As we get older, we have a higher risk of developing a number of health problems including CHD.  It’s usually a combination of things that add up and make us more susceptible such as our age, being overweight and not being physically active.  When it comes to blood pressure, more men and women aged 65 years and over have higher readings than any other age bracket [14] – a pressure of 140/90 is considered higher than ideal.  And like blood cholesterol, a raised blood pressure rarely causes any signs – so knowing your numbers and taking steps to do something about them – if they’re already high, plays an even more important role in your heart health.

Here are some heart happy ideas for your 60s and beyond:

  • Be more active to stay active. If you want to be fit, flexible and strong in your older years and maintain independence, you should aim to be active for at least 30 minutes on most days. Every minute counts and the more minutes you do, the better you’ll feel! But you need to do it in a way that is practical, achievable, and that works for you. Speak to your GP for advice on exercising safely [18].
  • Eat regular meals. Three nutritious meals a day, plus a couple of healthy snacks, should mean you’re getting all of the nutrients needed for good health and the right amount of calories, too – making it easier for you to maintain a healthy weight. That said, if you get full quickly, smaller, more frequent meals might be helpful?
  • Take in more fibre. Sadly most of us eat less fibre than the 30g daily that’s recommended, but average UK daily intakes plummet to just 17.5g after the age of 65 [25]. Where possible, cut back on refined carbs and choose wholegrain, wholemeal and brown versions instead.
  • Eat a rainbow of colours. Different coloured fruits and vegetables come in all kinds of flavours, textures, shapes and sizes, and each contain a unique set of vitamins and minerals – so it’s important to eat a rainbow variety each day. Why not get a veggie box delivered right to your door – the fresh and seasonal produce could inspire you to add more unusual varieties to your diet and make the most of what mother nature has to offer?
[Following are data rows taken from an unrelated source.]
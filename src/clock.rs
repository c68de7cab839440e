use chrono::{Local, NaiveDate};

/// Source of "today". Sampled on every render and filter change, never cached.
pub trait Clock {
    fn today(&self) -> NaiveDate;
}

pub struct SystemClock;

impl Clock for SystemClock {
    fn today(&self) -> NaiveDate {
        Local::now().date_naive()
    }
}

#[cfg(test)]
pub use fixed::FixedClock;

#[cfg(test)]
mod fixed {
    use super::Clock;
    use chrono::NaiveDate;
    use std::cell::Cell;
    use std::rc::Rc;

    /// Test clock; clones share the same date so a test can move time forward.
    #[derive(Clone)]
    pub struct FixedClock(Rc<Cell<NaiveDate>>);

    impl FixedClock {
        pub fn new(date: NaiveDate) -> Self {
            FixedClock(Rc::new(Cell::new(date)))
        }

        pub fn set(&self, date: NaiveDate) {
            self.0.set(date);
        }
    }

    impl Clock for FixedClock {
        fn today(&self) -> NaiveDate {
            self.0.get()
        }
    }
}
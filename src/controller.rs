//! List view controller.
//!
//! Owns the filtered and sorted projection of the store, the single
//! selection and the detail panel contents. Dialogs are reached through the
//! [`Confirm`] and [`NewItemSource`] traits so the controller never blocks on
//! a UI of its own.
//!
//! Invariant: `selected`, when set, is always an element of `projection`, and
//! the detail panel always shows the selected item (or nothing).

use crate::clock::Clock;
use crate::filter::{project, Filter};
use crate::model::{ItemError, ItemId, TodoItem};
use crate::render::{layout_rows, Row};
use crate::store::{StoreEvent, StoreHandle};
use log::{error, info};
use std::sync::mpsc::Receiver;

#[derive(Debug, Clone, Default, PartialEq, Eq)]
pub struct DetailPanel {
    pub details: String,
    pub deadline: String,
}

impl DetailPanel {
    fn show(&mut self, item: &TodoItem) {
        self.details = item.details.clone();
        self.deadline = item.long_deadline();
    }

    fn clear(&mut self) {
        self.details.clear();
        self.deadline.clear();
    }

    #[cfg(test)]
    pub fn is_clear(&self) -> bool {
        self.details.is_empty() && self.deadline.is_empty()
    }
}

/// Step one of a deletion: what the user is asked before anything changes.
#[derive(Debug, Clone, PartialEq, Eq)]
pub struct DeletePrompt {
    pub target: ItemId,
    pub title: String,
    pub header: String,
    pub body: String,
}

pub trait Confirm {
    fn confirm(&mut self, prompt: &DeletePrompt) -> bool;
}

/// Collects a new item from the user. `Ok(None)` means the user cancelled.
pub trait NewItemSource {
    fn collect_new_item(&mut self) -> Result<Option<TodoItem>, DialogError>;
}

#[derive(thiserror::Error, Debug)]
pub enum DialogError {
    #[error("couldn't load the item dialog from {resource}: {reason}")]
    ResourceLoad { resource: String, reason: String },
    #[error(transparent)]
    Invalid(#[from] ItemError),
}

#[derive(Debug, Clone, PartialEq, Eq)]
pub enum DeleteOutcome {
    Deleted(TodoItem),
    Cancelled,
    /// Target vanished between prompt and answer.
    Missing,
}

#[derive(Debug, Clone, Copy, PartialEq, Eq)]
pub enum AddOutcome {
    Added(ItemId),
    Cancelled,
}

pub struct ListController {
    store: StoreHandle,
    events: Receiver<StoreEvent>,
    clock: Box<dyn Clock>,
    filter: Filter,
    projection: Vec<ItemId>,
    selected: Option<ItemId>,
    detail: DetailPanel,
    created: Option<ItemId>,
    /// Selection held before entering `TodayOnly`, and what the filter
    /// picked in its place. Dropped on any store change.
    restore: Option<(Option<ItemId>, Option<ItemId>)>,
}

impl ListController {
    pub fn new(store: StoreHandle, clock: Box<dyn Clock>) -> Self {
        let events = store.borrow_mut().subscribe();
        let mut controller = ListController {
            store,
            events,
            clock,
            filter: Filter::All,
            projection: Vec::new(),
            selected: None,
            detail: DetailPanel::default(),
            created: None,
            restore: None,
        };
        controller.recompute();
        controller.select_first();
        controller
    }

    /// Applies pending store notifications. Call after mutating the store
    /// from outside the controller; every controller operation calls it too.
    pub fn sync(&mut self) {
        let changed = self.events.try_iter().count() > 0;
        if !changed {
            return;
        }
        self.restore = None;
        self.recompute();
        match self.created.take() {
            Some(id) if self.projection.contains(&id) => self.select_id(id),
            _ => self.select_first(),
        }
    }

    pub fn filter(&self) -> Filter {
        self.filter
    }

    pub fn projection(&self) -> &[ItemId] {
        &self.projection
    }

    pub fn selected(&self) -> Option<ItemId> {
        self.selected
    }

    pub fn selected_index(&self) -> Option<usize> {
        let id = self.selected?;
        self.projection.iter().position(|p| *p == id)
    }

    pub fn selected_item(&self) -> Option<TodoItem> {
        let id = self.selected?;
        self.store.borrow().get(id).cloned()
    }

    pub fn detail(&self) -> &DetailPanel {
        &self.detail
    }

    #[cfg(test)]
    pub fn item(&self, id: ItemId) -> Option<TodoItem> {
        self.store.borrow().get(id).cloned()
    }

    /// Items of the projection, in display order.
    pub fn visible_items(&self) -> Vec<(ItemId, TodoItem)> {
        let store = self.store.borrow();
        self.projection
            .iter()
            .filter_map(|id| store.get(*id).map(|item| (*id, item.clone())))
            .collect()
    }

    /// Display rows for a list `height` rows tall, styled against today.
    pub fn rows(&self, height: usize) -> Vec<Row> {
        let today = self.clock.today();
        let store = self.store.borrow();
        let entries = self
            .projection
            .iter()
            .filter_map(|id| store.get(*id).map(|item| (*id, item)));
        layout_rows(entries, height, today)
    }

    /// Selects `id` if it is part of the projection. Returns whether it was.
    #[cfg(test)]
    pub fn select(&mut self, id: ItemId) -> bool {
        self.sync();
        if !self.projection.contains(&id) {
            return false;
        }
        self.select_id(id);
        true
    }

    pub fn select_index(&mut self, idx: usize) -> bool {
        self.sync();
        match self.projection.get(idx).copied() {
            Some(id) => {
                self.select_id(id);
                true
            }
            None => false,
        }
    }

    pub fn select_next(&mut self) {
        self.sync();
        let next = match self.selected_index() {
            Some(idx) => (idx + 1).min(self.projection.len().saturating_sub(1)),
            None => 0,
        };
        self.select_index(next);
    }

    pub fn select_prev(&mut self) {
        self.sync();
        let prev = self.selected_index().map(|idx| idx.saturating_sub(1)).unwrap_or(0);
        self.select_index(prev);
    }

    pub fn toggle_filter(&mut self) -> Filter {
        let next = self.filter.toggled();
        self.set_filter(next);
        next
    }

    /// Switches the active predicate. Entering `TodayOnly` keeps the current
    /// selection only when it is still visible; entering `All` keeps it
    /// without a presence check, as the unfiltered projection contains every
    /// item. If the today filter had to drop or replace the selection and the
    /// user did not pick another item meanwhile, leaving it brings the
    /// original selection back.
    pub fn set_filter(&mut self, filter: Filter) {
        self.sync();
        let previous = self.selected;
        let entering = self.filter != filter;
        self.filter = filter;
        self.recompute();
        info!(
            "event=filter_change filter={} visible={}",
            filter.label(),
            self.projection.len()
        );
        match filter {
            Filter::TodayOnly => {
                if self.projection.is_empty() {
                    self.selected = None;
                    self.detail.clear();
                } else if let Some(id) = previous.filter(|id| self.projection.contains(id)) {
                    self.selected = Some(id);
                } else {
                    self.select_first();
                }
                if entering {
                    self.restore = Some((previous, self.selected));
                }
            }
            Filter::All => {
                let target = match self.restore.take() {
                    Some((held, picked)) if picked == previous => held,
                    _ => previous,
                };
                match target {
                    Some(id) => self.select_id(id),
                    None => {
                        self.selected = None;
                        self.detail.clear();
                    }
                }
            }
        }
    }

    /// Step one of deletion. `None` when `id` is not in the store.
    pub fn begin_delete(&mut self, id: ItemId) -> Option<DeletePrompt> {
        self.sync();
        let store = self.store.borrow();
        let item = store.get(id)?;
        Some(DeletePrompt {
            target: id,
            title: "Delete Todo Item".into(),
            header: format!("Delete Item: {}", item.short_description),
            body: "Are you sure? Press OK to confirm, or Cancel".into(),
        })
    }

    /// Step two of deletion. Nothing changes unless `confirmed`.
    pub fn finish_delete(&mut self, prompt: &DeletePrompt, confirmed: bool) -> DeleteOutcome {
        if !confirmed {
            info!("event=delete_cancel id={}", prompt.target);
            return DeleteOutcome::Cancelled;
        }
        let removed = self.store.borrow_mut().remove(prompt.target);
        self.sync();
        match removed {
            Some(item) => {
                info!("event=delete_confirm id={}", prompt.target);
                DeleteOutcome::Deleted(item)
            }
            None => DeleteOutcome::Missing,
        }
    }

    /// Step one for the keyboard delete gesture. `None` when nothing is
    /// selected.
    pub fn begin_delete_selected(&mut self) -> Option<DeletePrompt> {
        self.sync();
        let id = self.selected?;
        self.begin_delete(id)
    }

    /// Item the row context menu acts on. Only rows backed by an item carry
    /// a menu; opening it selects the row, as a right click would.
    pub fn context_menu_target(&mut self, row_idx: usize) -> Option<ItemId> {
        self.sync();
        let id = self
            .rows(row_idx + 1)
            .get(row_idx)
            .filter(|row| row.context_menu)
            .and_then(|row| row.item)?;
        self.select_id(id);
        Some(id)
    }

    /// Step one for the "Delete" entry of a row's context menu.
    pub fn begin_context_delete(&mut self, row_idx: usize) -> Option<DeletePrompt> {
        let id = self.context_menu_target(row_idx)?;
        self.begin_delete(id)
    }

    /// Context-menu delete with the answer supplied by `confirm`.
    pub fn context_delete(
        &mut self,
        row_idx: usize,
        confirm: &mut dyn Confirm,
    ) -> Option<DeleteOutcome> {
        let prompt = self.begin_context_delete(row_idx);
        self.resolve_delete(prompt, confirm)
    }

    #[cfg(test)]
    pub fn delete_selected(&mut self, confirm: &mut dyn Confirm) -> Option<DeleteOutcome> {
        let prompt = self.begin_delete_selected();
        self.resolve_delete(prompt, confirm)
    }

    fn resolve_delete(
        &mut self,
        prompt: Option<DeletePrompt>,
        confirm: &mut dyn Confirm,
    ) -> Option<DeleteOutcome> {
        let prompt = prompt?;
        let confirmed = confirm.confirm(&prompt);
        Some(self.finish_delete(&prompt, confirmed))
    }

    /// Runs the new-item dialog and appends its result. A dialog that fails
    /// to load leaves everything untouched.
    pub fn add_item(&mut self, source: &mut dyn NewItemSource) -> Result<AddOutcome, DialogError> {
        self.sync();
        let item = match source.collect_new_item() {
            Ok(Some(item)) => item,
            Ok(None) => return Ok(AddOutcome::Cancelled),
            Err(err) => {
                error!("event=add_item status=error reason={}", err);
                return Err(err);
            }
        };
        item.validate()?;
        let id = self.store.borrow_mut().add(item);
        self.created = Some(id);
        self.sync();
        self.created = None;
        info!("event=add_item status=ok id={}", id);
        Ok(AddOutcome::Added(id))
    }

    fn recompute(&mut self) {
        let today = self.clock.today();
        let store = self.store.borrow();
        self.projection = project(store.iter(), self.filter, today);
    }

    fn select_first(&mut self) {
        match self.projection.first().copied() {
            Some(id) => self.select_id(id),
            None => {
                self.selected = None;
                self.detail.clear();
            }
        }
    }

    fn select_id(&mut self, id: ItemId) {
        let store = self.store.borrow();
        match store.get(id) {
            Some(item) => {
                self.detail.show(item);
                self.selected = Some(id);
            }
            None => {
                self.detail.clear();
                self.selected = None;
            }
        }
    }
}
  • Slash the salt. Salt is linked to high blood pressure, and put simply we’re eating too much [26]. Adults should eat no more than 6g a day – that’s about one teaspoon. So if you want to improve your diet and make lower salt choices start reading food labels, as most (75%) of our salt intake is already in the foods we buy. And remember, that all salt – rock, sea, pink of Himalayan is the same.
  • Train your brain. Do something each day that makes you smile and keeps your brain active, like going for a walk with a neighbour, having fun with the grandchildren, playing a game of scramble or bridge with friends, learning a language, joining clubs or even taking part in local activities like choirs, book clubs or keep fit classes.
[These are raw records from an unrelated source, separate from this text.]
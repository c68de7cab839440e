mod cli;
mod clock;
mod commands;
mod config;
mod controller;
mod filter;
mod logging;
mod model;
mod render;
mod storage;
mod store;
mod ui;

use anyhow::Result;
use clap::Parser;
use log::info;

fn main() -> Result<()> {
    let args = cli::Cli::parse();
    let config = config::Config::load_default()?.with_overrides(args.file, args.log_level);
    start_logging(&config);

    let command = args.command.unwrap_or(cli::Command::Tui);
    match command {
        cli::Command::Init => commands::init(),
        cli::Command::List { today } => commands::list(&config, today),
        cli::Command::Add {
            short_description,
            details,
            deadline,
            from,
        } => commands::add(&config, short_description, details, deadline, from),
        cli::Command::Delete { row, today, yes } => commands::delete(&config, row, today, yes),
        cli::Command::Tui => commands::tui(&config),
    }
}

/// Logging problems never stop the app; they are reported once on stderr
/// before any UI takes over the terminal.
fn start_logging(config: &config::Config) {
    let level = config
        .log_level
        .clone()
        .unwrap_or_else(|| logging::default_log_level().to_string());
    let Some(dir) = config.log_dir() else {
        eprintln!("todolist: no log directory available, logging disabled");
        return;
    };
    if let Err(err) = logging::init_logging(&level, &dir) {
        eprintln!("todolist: logging disabled: {:#}", err);
        return;
    }
    info!(
        "event=config list_height={} data_file={:?}",
        config.list_height(),
        config.data_file
    );
}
  • Tweak every meal to make it healthier. Can you add some berries to your yogurt, a handful of nuts or dried fruits to your morning porridge, a portion (or two or three) of steam vegetables to your main meal or a scattering of apple slices to your salads to make them more nutritious, and look and taste more appealing. As they say, variety is the spice of life, and this is true for what we eat as well!
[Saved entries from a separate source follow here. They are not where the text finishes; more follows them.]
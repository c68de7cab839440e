use crate::clock::{Clock, SystemClock};
use crate::config::Config;
use crate::controller::{
    AddOutcome, Confirm, DeleteOutcome, DeletePrompt, DialogError, ListController, NewItemSource,
};
use crate::filter::Filter;
use crate::model::{parse_deadline, TodoItem};
use crate::render::RowStyle;
use crate::storage::{init_project_file, load_items, locate, save_items, DataLocation};
use crate::store::StoreHandle;
use crate::ui;
use anyhow::{bail, Context, Result};
use chrono::NaiveDate;
use std::env;
use std::fs;
use std::io::{self, BufRead, Write};
use std::path::PathBuf;

pub fn init() -> Result<()> {
    let location = init_project_file()?;
    println!("Initialized items file at {}", location.path.display());
    Ok(())
}

pub fn list(config: &Config, today_only: bool) -> Result<()> {
    let (store, location) = load_current_store(config)?;
    let controller = open_controller(&store, today_only);
    println!(
        "Items ({}, {} list): {}",
        location.scope.label(),
        controller.filter().label(),
        location.path.display()
    );
    let visible = controller.visible_items();
    if store.borrow().is_empty() {
        println!("  (empty)");
    } else if visible.is_empty() {
        println!("  (nothing due today)");
    }
    let today = SystemClock.today();
    for (row, (_, item)) in visible.iter().enumerate() {
        print_item(row + 1, item, today);
    }
    Ok(())
}

pub fn add(
    config: &Config,
    short_description: Option<String>,
    details: String,
    deadline: Option<String>,
    from: Option<PathBuf>,
) -> Result<()> {
    let (store, location) = load_current_store(config)?;
    let mut controller = open_controller(&store, false);
    let outcome = match from {
        Some(path) => controller.add_item(&mut FileItemSource { path }),
        None => controller.add_item(&mut ArgsItemSource {
            short_description: short_description.unwrap_or_default(),
            details,
            deadline,
            today: SystemClock.today(),
        }),
    };
    match outcome.context("adding item")? {
        AddOutcome::Added(_) => {
            save_items(&location, &store.borrow())?;
            if let Some(item) = controller.selected_item() {
                println!(
                    "Added \"{}\" due {}",
                    item.short_description,
                    item.long_deadline()
                );
            }
        }
        AddOutcome::Cancelled => println!("Nothing added"),
    }
    Ok(())
}

pub fn delete(config: &Config, row: usize, today_only: bool, yes: bool) -> Result<()> {
    let (store, location) = load_current_store(config)?;
    let mut controller = open_controller(&store, today_only);
    let mut confirm: Box<dyn Confirm> = if yes {
        Box::new(AlwaysConfirm)
    } else {
        Box::new(PromptConfirm {
            input: io::stdin().lock(),
            output: io::stdout(),
        })
    };
    let outcome = match row.checked_sub(1) {
        Some(idx) => controller.context_delete(idx, confirm.as_mut()),
        None => None,
    };
    let Some(outcome) = outcome else {
        bail!(
            "no row {} in the {} list ({} items)",
            row,
            controller.filter().label(),
            controller.projection().len()
        );
    };
    match outcome {
        DeleteOutcome::Deleted(item) => {
            save_items(&location, &store.borrow())?;
            println!("Deleted \"{}\"", item.short_description);
        }
        DeleteOutcome::Cancelled => println!("Delete canceled"),
        DeleteOutcome::Missing => bail!("row {} is no longer present", row),
    }
    Ok(())
}

pub fn tui(config: &Config) -> Result<()> {
    let (store, location) = load_current_store(config)?;
    ui::run(store, location, config.list_height())
}

fn load_current_store(config: &Config) -> Result<(StoreHandle, DataLocation)> {
    let cwd = env::current_dir()?;
    let location = locate(&cwd, config.data_file.as_deref())?;
    let store = load_items(&location)?;
    Ok((store.into_handle(), location))
}

fn open_controller(store: &StoreHandle, today_only: bool) -> ListController {
    let mut controller = ListController::new(store.clone(), Box::new(SystemClock));
    if today_only {
        controller.set_filter(Filter::TodayOnly);
    }
    controller
}

fn print_item(row: usize, item: &TodoItem, today: NaiveDate) {
    let marker = match crate::render::row_style(item, today) {
        RowStyle::Overdue => " (overdue)",
        RowStyle::DueTomorrow => " (due tomorrow)",
        RowStyle::Default => "",
    };
    println!(
        "  {:>2}. {} - {}{}",
        row,
        item.short_description,
        item.long_deadline(),
        marker
    );
    if !item.details.is_empty() {
        for line in item.details.lines() {
            println!("      {}", line);
        }
    }
}

/// New item built from command line arguments.
struct ArgsItemSource {
    short_description: String,
    details: String,
    deadline: Option<String>,
    today: NaiveDate,
}

impl NewItemSource for ArgsItemSource {
    fn collect_new_item(&mut self) -> Result<Option<TodoItem>, DialogError> {
        let deadline = match self.deadline.as_deref() {
            Some(raw) => parse_deadline(raw)?,
            None => self.today,
        };
        let item = TodoItem::new(
            self.short_description.clone(),
            self.details.clone(),
            deadline,
        )?;
        Ok(Some(item))
    }
}

/// New item read from a YAML document with the same fields as the items
/// file entries.
struct FileItemSource {
    path: PathBuf,
}

impl NewItemSource for FileItemSource {
    fn collect_new_item(&mut self) -> Result<Option<TodoItem>, DialogError> {
        let resource = self.path.display().to_string();
        let data = fs::read_to_string(&self.path).map_err(|err| DialogError::ResourceLoad {
            resource: resource.clone(),
            reason: err.to_string(),
        })?;
        let item: TodoItem =
            serde_yaml::from_str(&data).map_err(|err| DialogError::ResourceLoad {
                resource,
                reason: err.to_string(),
            })?;
        item.validate()?;
        Ok(Some(item))
    }
}

struct AlwaysConfirm;

impl Confirm for AlwaysConfirm {
    fn confirm(&mut self, _prompt: &DeletePrompt) -> bool {
        true
    }
}

struct PromptConfirm<R, W> {
    input: R,
    output: W,
}

impl<R: BufRead, W: Write> Confirm for PromptConfirm<R, W> {
    fn confirm(&mut self, prompt: &DeletePrompt) -> bool {
        let asked = writeln!(self.output, "{}\n{}", prompt.title, prompt.header)
            .and_then(|_| write!(self.output, "{} [y/N] ", prompt.body))
            .and_then(|_| self.output.flush());
        if asked.is_err() {
            return false;
        }
        let mut answer = String::new();
        if self.input.read_line(&mut answer).is_err() {
            return false;
        }
        matches!(
            answer.trim().to_ascii_lowercase().as_str(),
            "y" | "yes" | "ok"
        )
    }
}

#[cfg(test)]
mod tests {
    use super::*;
    use crate::model::{ItemError, ItemId};

    fn date(y: i32, m: u32, d: u32) -> NaiveDate {
        NaiveDate::from_ymd_opt(y, m, d).unwrap()
    }

    fn prompt() -> DeletePrompt {
        DeletePrompt {
            target: ItemId(0),
            title: "Delete Todo Item".into(),
            header: "Delete Item: Buy water".into(),
            body: "Are you sure? Press OK to confirm, or Cancel".into(),
        }
    }

    #[test]
    fn args_source_defaults_deadline_to_today() {
        let mut source = ArgsItemSource {
            short_description: "Buy water".into(),
            details: String::new(),
            deadline: None,
            today: date(2022, 4, 25),
        };
        let item = source.collect_new_item().unwrap().unwrap();
        assert_eq!(item.deadline, date(2022, 4, 25));
    }

    #[test]
    fn args_source_rejects_bad_input() {
        let mut source = ArgsItemSource {
            short_description: "Buy water".into(),
            details: String::new(),
            deadline: Some("tomorrow".into()),
            today: date(2022, 4, 25),
        };
        assert!(matches!(
            source.collect_new_item(),
            Err(DialogError::Invalid(ItemError::InvalidDeadline(_)))
        ));
        source.deadline = None;
        source.short_description = " ".into();
        assert!(matches!(
            source.collect_new_item(),
            Err(DialogError::Invalid(ItemError::MissingDescription))
        ));
    }

    #[test]
    fn missing_item_file_is_a_resource_load_failure() {
        let dir = tempfile::tempdir().unwrap();
        let mut source = FileItemSource {
            path: dir.path().join("absent.yml"),
        };
        assert!(matches!(
            source.collect_new_item(),
            Err(DialogError::ResourceLoad { .. })
        ));
    }

    #[test]
    fn item_file_is_parsed() {
        let dir = tempfile::tempdir().unwrap();
        let path = dir.path().join("item.yml");
        fs::write(
            &path,
            "short_description: Mail birthday card\ndetails: For John\ndeadline: 2022-04-25\n",
        )
        .unwrap();
        let item = FileItemSource { path }.collect_new_item().unwrap().unwrap();
        assert_eq!(item.short_description, "Mail birthday card");
        assert_eq!(item.details, "For John");
        assert_eq!(item.deadline, date(2022, 4, 25));
    }

    #[test]
    fn prompt_confirm_needs_an_explicit_yes() {
        for (answer, expected) in [("y\n", true), ("OK\n", true), ("\n", false), ("no\n", false)] {
            let mut output = Vec::new();
            let mut confirm = PromptConfirm {
                input: answer.as_bytes(),
                output: &mut output,
            };
            assert_eq!(confirm.confirm(&prompt()), expected, "answer {answer:?}");
            let shown = String::from_utf8(output).unwrap();
            assert!(shown.contains("Delete Item: Buy water"));
        }
    }
}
  • Make your calories count. As you get older, you can find your appetite dwindles, so choose nutritionally dense foods whenever you can to ensure you’re getting all of the essential vitamins and minerals you need for good health. This will leave less room for fatty, salty or sugary snacks and drinks that are high in calories, without giving you any nutrients.

Top tip – While age is no barrier to doing all you want in your 60s and beyond, your heart health could be. So it’s vital to continue with your NHS health check-ups up to the age of 74 years of age – and pay attention to your body, as you get older. If you notice anything different, or something just doesn’t feel right and you’re worried, be sure to talk to your GP or a nurse.

* Plant stanol ester has been shown to lower cholesterol. High cholesterol is a risk factor in the development of coronary heart disease. A daily intake of 1.5-2.4g plant stanols lowers cholesterol by 7-10% in 2 to 3 weeks.